The opera community is no exception. (Warning: Spoilers ahead!)

In a world where sopranos die for their men and mezzos often play male roles…classic operatic works are being looked at through a new lens. Decades ago, Cio-Cio San (the protagonist of Madama Butterfly) might have been seen as a victim, committing suicide in the wake of her lover’s abandonment. However, closer analysis of the libretto reveals that Cio-Cio had the most power of all. Her death was the only act that could ensure her son would live a better life than she could provide.

Another case study: the Metropolitan Opera is putting up a brand new production of Mozart’s Cosi fan tutte this year, starring Broadway favorite Kelli O’Hara as Despina. Described as a “comedy of the sexes,” this presentation of the piece has been reset to Coney Island in the 1950s. The very title is translated as “Women are like that.” Despite Cosi fan tutte being written over 200 years ago, its themes of female human nature and gender dynamics are as relevant as ever.

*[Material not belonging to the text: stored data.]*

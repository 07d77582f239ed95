//! # DriveFS Core
//!
//! Virtual filesystem and access-control layer of the DriveFS file store.
//!
//! This crate contains everything between an authenticated request and the disk:
//! - Path resolution from virtual paths (`/home`, `/shared/<drive>`, `/shared-with-me`) onto
//!   the storage tree, with root containment guarantees
//! - Permission resolution over ownership, drive membership and item shares
//! - Two-tier caching of permission verdicts, drive lists and folder statistics
//! - The authoritative SQLite store and the admin/owner services that mutate it
//! - The [`vfs::FileSystem`] adapter the protocol surfaces are built on
//!
//! **No API concerns**: authentication, HTTP and WebDAV servers belong in `api-shared`,
//! `api-rest` and `api-dav`.

pub mod cache;
pub mod config;
pub mod constants;
pub mod drives;
mod error;
mod identity;
pub mod locks;
pub mod paths;
pub mod permissions;
pub mod shares;
pub mod store;
pub mod vfs;
pub mod walk;

pub use drivefs_types::PermissionLevel;
pub use error::{DriveError, DriveResult};
pub use identity::Identity;

use cache::CacheService;
use config::{CacheConfig, CoreConfig};
use drives::DriveService;
use locks::LockTable;
use paths::PathResolver;
use permissions::PermissionResolver;
use shares::ShareService;
use std::sync::Arc;
use store::{SqliteStore, Store};
use vfs::VirtualFs;

/// The assembled core services.
///
/// Cheap to clone; every field is shared. Surfaces hold one of these in their state and
/// derive a per-request [`VirtualFs`] from it.
#[derive(Clone)]
pub struct DriveCore {
    config: Arc<CoreConfig>,
    store: Arc<dyn Store>,
    cache: Arc<CacheService>,
    paths: Arc<PathResolver>,
    permissions: Arc<PermissionResolver>,
    drives: Arc<DriveService>,
    shares: Arc<ShareService>,
    locks: Arc<LockTable>,
}

impl DriveCore {
    /// Opens the store and caches described by `config` and wires the services together.
    ///
    /// Creates the data directory layout when missing.
    ///
    /// # Errors
    /// Returns `DriveError::Io` if the directories cannot be created, or `DriveError::Store`
    /// if the database cannot be opened.
    pub async fn open(config: CoreConfig, cache_config: &CacheConfig) -> DriveResult<Self> {
        tokio::fs::create_dir_all(config.users_root()).await?;
        tokio::fs::create_dir_all(config.drives_root()).await?;
        if let Some(parent) = config.database_path().parent() {
            tokio::fs::create_dir_all(parent).await?;
        }
        let store = Arc::new(SqliteStore::open(config.database_path())?);
        let cache = Arc::new(CacheService::open(cache_config).await);
        tracing::info!(data_dir = %config.data_dir().display(), external_cache = cache.has_external(), "core opened");
        Ok(Self::assemble(config, store, cache))
    }

    /// Wires the services over an existing store and cache service.
    pub fn assemble(config: CoreConfig, store: Arc<dyn Store>, cache: Arc<CacheService>) -> Self {
        let paths = Arc::new(PathResolver::new(config.users_root(), config.drives_root()));
        Self {
            permissions: Arc::new(PermissionResolver::new(
                paths.clone(),
                store.clone(),
                cache.clone(),
            )),
            drives: Arc::new(DriveService::new(store.clone(), paths.clone(), cache.clone())),
            shares: Arc::new(ShareService::new(store.clone(), paths.clone(), cache.clone())),
            locks: Arc::new(LockTable::new()),
            config: Arc::new(config),
            store,
            cache,
            paths,
        }
    }

    /// A filesystem view scoped to `identity`.
    pub fn fs(&self, identity: Identity) -> VirtualFs {
        VirtualFs::new(self.clone(), identity)
    }

    pub fn config(&self) -> &CoreConfig {
        &self.config
    }

    pub fn store(&self) -> &Arc<dyn Store> {
        &self.store
    }

    pub fn cache(&self) -> &CacheService {
        &self.cache
    }

    pub fn paths(&self) -> &PathResolver {
        &self.paths
    }

    pub fn permissions(&self) -> &PermissionResolver {
        &self.permissions
    }

    pub fn drives(&self) -> &DriveService {
        &self.drives
    }

    pub fn shares(&self) -> &ShareService {
        &self.shares
    }

    pub fn locks(&self) -> &LockTable {
        &self.locks
    }

    /// Shutdown hook.
    pub async fn close(&self) {
        self.cache.close().await;
    }
}
//! Virtual path → real path resolution.

use super::sanitise::{clean, is_within_root, screen_raw, segments};
use crate::constants::{HOME_NAMESPACE, SHARED_NAMESPACE, SHARED_WITH_ME_NAMESPACE};
use crate::{DriveError, DriveResult, Identity};
use drivefs_types::PathComponent;
use std::path::{Path, PathBuf};
use uuid::Uuid;

/// The namespace a virtual path belongs to, derived purely from its first segment.
#[derive(Debug, Clone, Copy, PartialEq, Eq, Hash)]
pub enum NamespaceKind {
    /// `/` itself; enumerates the namespaces and never touches the filesystem.
    Root,
    Home,
    Shared,
    /// Virtual namespace whose members are resolved one by one through share records.
    SharedWithMe,
}

impl NamespaceKind {
    pub fn as_str(&self) -> &'static str {
        match self {
            NamespaceKind::Root => "root",
            NamespaceKind::Home => HOME_NAMESPACE,
            NamespaceKind::Shared => SHARED_NAMESPACE,
            NamespaceKind::SharedWithMe => SHARED_WITH_ME_NAMESPACE,
        }
    }
}

/// The outcome of a successful resolution.
#[derive(Debug, Clone, PartialEq, Eq)]
pub struct ResolvedPath {
    pub namespace: NamespaceKind,
    /// Cleaned virtual path, safe to show to the caller.
    pub display_path: String,
    /// Location on disk; `None` for the root and shared-with-me namespaces.
    pub real_path: Option<PathBuf>,
    /// The root `real_path` is guaranteed to be contained in.
    pub root: Option<PathBuf>,
    /// Drive name for paths under `/shared/<drive>`.
    pub drive: Option<String>,
    /// Owner of the home tree for `/home` paths.
    pub home_owner: Option<Uuid>,
    /// Path inside the namespace root (or inside the drive for shared paths), `/` for the
    /// root itself.
    pub inner: String,
}

impl ResolvedPath {
    /// True for `/`, `/home`, `/shared`, `/shared/<drive>` and `/shared-with-me`: entries that
    /// may never be created, renamed or removed by a client.
    pub fn is_namespace_root(&self) -> bool {
        self.inner == "/"
    }

    /// The on-disk path, or `NotFound` for namespaces that have none.
    pub fn require_real(&self) -> DriveResult<&Path> {
        self.real_path
            .as_deref()
            .ok_or_else(|| DriveError::not_found(self.display_path.clone()))
    }
}

/// Maps virtual paths onto the storage tree.
///
/// Holds only the two absolute roots; resolution itself is a pure function of the input
/// apart from the symlink re-check on paths that already exist.
#[derive(Debug, Clone)]
pub struct PathResolver {
    users_root: PathBuf,
    drives_root: PathBuf,
}

fn absolute_root(path: PathBuf) -> PathBuf {
    match dunce::canonicalize(&path) {
        Ok(canonical) => canonical,
        Err(_) => std::path::absolute(&path).unwrap_or(path),
    }
}

impl PathResolver {
    /// Create a resolver. Roots are made absolute (and canonical when they already exist).
    pub fn new(users_root: PathBuf, drives_root: PathBuf) -> Self {
        Self {
            users_root: absolute_root(users_root),
            drives_root: absolute_root(drives_root),
        }
    }

    pub fn users_root(&self) -> &Path {
        &self.users_root
    }

    pub fn drives_root(&self) -> &Path {
        &self.drives_root
    }

    /// Real directory holding `login`'s home tree.
    pub fn home_root(&self, login: &str) -> DriveResult<PathBuf> {
        let login = PathComponent::new(login)?;
        Ok(self.users_root.join(login.as_str()))
    }

    /// Real directory of the drive called `name`.
    pub fn drive_root(&self, name: &str) -> DriveResult<PathBuf> {
        let name = PathComponent::new(name)?;
        Ok(self.drives_root.join(name.as_str()))
    }

    /// Resolve `virtual_path` for `identity`.
    ///
    /// # Errors
    /// - `NullByte`, `PathTraversal`, `DangerousPattern` for rejected raw input
    /// - `AuthenticationRequired` for `home`/`shared` paths without an identity
    /// - `UnknownNamespace` for any other first segment
    /// - `EscapesRoot` if the final containment guard fails
    pub fn resolve(
        &self,
        virtual_path: &str,
        identity: Option<&Identity>,
    ) -> DriveResult<ResolvedPath> {
        screen_raw(virtual_path)?;
        let cleaned = clean(virtual_path);
        let parts = segments(&cleaned);
        // Cleaning resolves `..` lexically, so this only fires if the screen is ever loosened.
        if parts.contains(&"..") {
            return Err(DriveError::PathTraversal);
        }

        let Some((&first, rest)) = parts.split_first() else {
            return Ok(ResolvedPath {
                namespace: NamespaceKind::Root,
                display_path: "/".into(),
                real_path: None,
                root: None,
                drive: None,
                home_owner: None,
                inner: "/".into(),
            });
        };

        match first {
            HOME_NAMESPACE => {
                let identity = identity.ok_or(DriveError::AuthenticationRequired)?;
                self.resolve_home(cleaned.clone(), rest, identity)
            }
            SHARED_NAMESPACE => {
                if identity.is_none() {
                    return Err(DriveError::AuthenticationRequired);
                }
                self.resolve_shared(cleaned.clone(), rest)
            }
            SHARED_WITH_ME_NAMESPACE => {
                if identity.is_none() {
                    return Err(DriveError::AuthenticationRequired);
                }
                Ok(ResolvedPath {
                    namespace: NamespaceKind::SharedWithMe,
                    display_path: cleaned.clone(),
                    real_path: None,
                    root: None,
                    drive: None,
                    home_owner: None,
                    inner: inner_of(rest),
                })
            }
            other => Err(DriveError::UnknownNamespace(other.to_string())),
        }
    }

    /// Resolve a `/home/...` path against `owner`'s home tree instead of the caller's.
    ///
    /// Used to serve items another actor shared: the physical file lives in the owner's
    /// namespace, never the recipient's.
    pub fn resolve_in_home_of(
        &self,
        virtual_path: &str,
        owner: &Identity,
    ) -> DriveResult<ResolvedPath> {
        let resolved = self.resolve(virtual_path, Some(owner))?;
        if resolved.namespace != NamespaceKind::Home {
            return Err(DriveError::invalid_input(
                "shared items must live in the owner's home namespace",
            ));
        }
        Ok(resolved)
    }

    fn resolve_home(
        &self,
        display_path: String,
        rest: &[&str],
        identity: &Identity,
    ) -> DriveResult<ResolvedPath> {
        let root = self.home_root(identity.home_dir_name())?;
        let real = join_segments(&root, rest);
        guard(&real, &root)?;
        Ok(ResolvedPath {
            namespace: NamespaceKind::Home,
            display_path,
            real_path: Some(real),
            root: Some(root),
            drive: None,
            home_owner: Some(identity.id),
            inner: inner_of(rest),
        })
    }

    fn resolve_shared(&self, display_path: String, rest: &[&str]) -> DriveResult<ResolvedPath> {
        let Some((&drive, within)) = rest.split_first() else {
            return Ok(ResolvedPath {
                namespace: NamespaceKind::Shared,
                display_path,
                real_path: Some(self.drives_root.clone()),
                root: Some(self.drives_root.clone()),
                drive: None,
                home_owner: None,
                inner: "/".into(),
            });
        };

        let root = self.drive_root(drive)?;
        guard(&root, &self.drives_root)?;
        let real = join_segments(&root, within);
        guard(&real, &root)?;
        Ok(ResolvedPath {
            namespace: NamespaceKind::Shared,
            display_path,
            real_path: Some(real),
            root: Some(root),
            drive: Some(drive.to_string()),
            home_owner: None,
            inner: inner_of(within),
        })
    }
}

fn join_segments(root: &Path, rest: &[&str]) -> PathBuf {
    let mut path = root.to_path_buf();
    for segment in rest {
        path.push(segment);
    }
    path
}

fn inner_of(rest: &[&str]) -> String {
    if rest.is_empty() {
        "/".into()
    } else {
        format!("/{}", rest.join("/"))
    }
}

/// Final containment guard.
///
/// The lexical check runs first. Then the deepest existing ancestor of `candidate` (the
/// candidate itself when it exists) is canonicalised and checked against the canonical root,
/// which catches symlinks pointing out of the tree.
fn guard(candidate: &Path, root: &Path) -> DriveResult<()> {
    if !is_within_root(candidate, root) {
        tracing::warn!("rejected path outside its namespace root");
        return Err(DriveError::EscapesRoot);
    }

    let Ok(canonical_root) = dunce::canonicalize(root) else {
        // Root not created yet: nothing beneath it can exist either.
        return Ok(());
    };

    for ancestor in candidate.ancestors() {
        if !is_within_root(ancestor, root) {
            break;
        }
        match std::fs::symlink_metadata(ancestor) {
            Ok(meta) => {
                let canonical = match dunce::canonicalize(ancestor) {
                    Ok(c) => c,
                    Err(_) if meta.file_type().is_symlink() => {
                        tracing::warn!("rejected dangling symlink inside a namespace root");
                        return Err(DriveError::EscapesRoot);
                    }
                    Err(_) => return Ok(()),
                };
                if !is_within_root(&canonical, &canonical_root) {
                    tracing::warn!("rejected path escaping its namespace root via symlink");
                    return Err(DriveError::EscapesRoot);
                }
                return Ok(());
            }
            Err(_) => continue,
        }
    }
    Ok(())
}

But perhaps the most explicit example of opera’s “sign o’ the times” can be found at the Teatro del Maggio Musicale in Italy. Their new presentation of Bizet’s Carmen actually changes the ending; in the original libretto, Carmen declares that she is a free woman before being murdered by the jealous, jilted Don Jose. The director at Teatro, Leo Muscato- seeking to make a statement about violence against women- is having his Carmen find a pistol with which she saves herself from Don Jose.

In conclusion: Even if the plot of a classic opera isn’t changed, the way a modern audience interprets it certainly will. So long as social problems pervade, they will continue to affect the eye with which people view their favorite art forms.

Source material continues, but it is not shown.